Résumé
On apprend les rôles que Mr Plissart et Clara, l'aide-familiale de référence m'attribuent et la façon dont je me situe par rapport aux différents protagonistes de la situation.
Description
- Types d'acteurs : Aide familiale, Chercheur·se, OSD
- Type d'acte : Immersion
- Thème(s) : Enjeux éthiques-épistémologiques de la recherche
- Concept(s) :
- Lieu d'observation: Domicile
- Région d'observation: Bruxelles
- Pseudo: Mr Plissart
- Date d'observation: 2011-2015
- Numéro de page du livre : undefined
- Auteur du récit : Natalie Rigaux
Contexte
Mr Plissart vit dans un pavillon de banlieue, en périphérie d'une petite ville du Brabant wallon.
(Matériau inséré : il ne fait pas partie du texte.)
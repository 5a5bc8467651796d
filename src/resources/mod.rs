//! Resource CRUD handlers, one module per vendor resource type.
//!
//! Each module declares the resource's schema, the serde DTOs matching
//! the vendor's JSON shapes, and the [`crate::provider::Resource`]
//! implementation translating declarative state into REST calls.

pub mod domain_record;
pub mod private_network;
pub mod private_network_subnet;
pub mod user;
pub mod vrack_attachment;

use serde_json::Value;

use crate::error::ProviderError;

/// Read a required, non-empty string attribute from JSON state.
pub(crate) fn required_str<'a>(state: &'a Value, key: &str) -> Result<&'a str, ProviderError> {
    match state.get(key).and_then(Value::as_str) {
        Some(s) if !s.is_empty() => Ok(s),
        _ => Err(ProviderError::Validation(format!(
            "missing required attribute '{key}'"
        ))),
    }
}

/// Read an optional string attribute, empty when absent.
pub(crate) fn opt_str<'a>(state: &'a Value, key: &str) -> &'a str {
    state.get(key).and_then(Value::as_str).unwrap_or("")
}

/// Read an optional bool attribute, false when absent.
pub(crate) fn opt_bool(state: &Value, key: &str) -> bool {
    state.get(key).and_then(Value::as_bool).unwrap_or(false)
}

/// Read an optional integer attribute.
pub(crate) fn opt_i64(state: &Value, key: &str) -> Option<i64> {
    state.get(key).and_then(Value::as_i64)
}

/// The persisted identifier of the resource under operation.
pub(crate) fn id_str(state: &Value) -> Result<&str, ProviderError> {
    match state.get("id").and_then(Value::as_str) {
        Some(s) if !s.is_empty() => Ok(s),
        _ => Err(ProviderError::Validation(
            "resource has no persisted identifier".to_string(),
        )),
    }
}

/// Set an attribute on JSON state.
pub(crate) fn set_attr(state: &mut Value, key: &str, value: Value) {
    if let Some(obj) = state.as_object_mut() {
        obj.insert(key.to_string(), value);
    }
}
Dans son quartier s'alignent des bâtiments de même type, sans un commerce à l'horizon. Il vit seul avec son chien auquel il est très attaché : il ne veut jamais le laisser seul chez lui et le chien dort sur son lit. Ce chien va assez bien détériorer l'état de la maison : il a déchiré l'une ou l'autre tenture et fait parfois ses besoins dans la maison. L'odeur quand on y entre n'est donc pas toujours très fraîche.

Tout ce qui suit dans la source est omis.